I didn’t know what it was, but I suddenly wanted him. I ached for his body on mine, in mine. I got up and walked around the table, climbing onto his lap. I straddled him and kissed him, pushing my chest against his. He sighed into my mouth, and with the sound the heat increased. The energy in the room became hot and static, and I felt it like a hand on my skin, pressing in all the right places.

Reid stood up, holding me against his body like I weighed nothing. I wrapped my legs around his waist and he carried me to the bedroom. There was a sense of urgency, something wild driving me on.

And I let it go. I have into it.

I pulled Reid’s shirt of and dug my nails into his shoulders. He moaned and laid me down on the bed, he pulled down my pajama pants, running his hands up my bare legs. I was the one that pulled off my own shirt, and I was naked in front of him.

His eyes were hungry, and he looked at my body like he was physically touching it, drinking me in. I grabbed his buckle and tugged on it, and he did the rest.

When he’d gotten rid of it he crawled onto me. His skin was so hot it almost burned when I touched it, and the intensity of his stare matched the intensity of the power in the room. I gasped under the weight of it. The atmosphere was so thick I struggled to breathe.

Reid’s hands traveled over my body, tracing the rise and fall of it. His hands found my breasts and he kneaded them. His lips were on mine, his tongue in my mouth, and my body melted under his touched. I could feel him pressed against my hip bone, hungry and hard. Lust hung around us, lust and something else, something more powerful.
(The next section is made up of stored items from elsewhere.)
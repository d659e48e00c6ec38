//! Ordered owned storage for sparse matrix data
//!
//! This module contains the storage layers the matrix facade composes: the
//! element record, the per-row chain of elements, and the row index keyed by
//! row number. All sequences are strictly ascending and exclusively owned,
//! so duplication is always a deep copy.

pub mod element;
pub mod index;
pub mod row;

pub use element::Element;
pub use index::RowIndex;
pub use row::Row;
I grabbed onto his shoulders and pushed him to the side and then down, so that he was lying down. He understood and lay on his back. This wasn’t about him. It was about me. I didn’t know what was happening, but I knew what I had to do. This was me claiming my place.

I threw one leg over him and straddled his body, his hips between mine, his manhood right under me. I leaned forward and kissed him. His hands were on my hips, and his breathing was hard and erratic.

I kissed him like I was going to devour him. Then I lowered my hips and I found him. He gasped when he was at my entrance, and then I lowered myself down on him. He slipped inside of me and I let out a breath that sounded like a cross between a moan and a sigh as he slid all the way inside of me.

The power surged and rippled around us, swelling like a wave until I felt like I was going to drown, and then it drained a little bit again, letting me up for air. Reid’s skin was boiling hot underneath me and I felt that same searing heat inside of me.

I pushed myself back up, and the friction made me moan. Reid’s face was pure ecstasy. I sank down on him again, and as he looked at me I watched the blue flame bleed into his eyes, eating the green until his human eyes were gone and his wolf eyes were bright and powerful. I saw the beast slide behind him and I knew this wasn’t just sex.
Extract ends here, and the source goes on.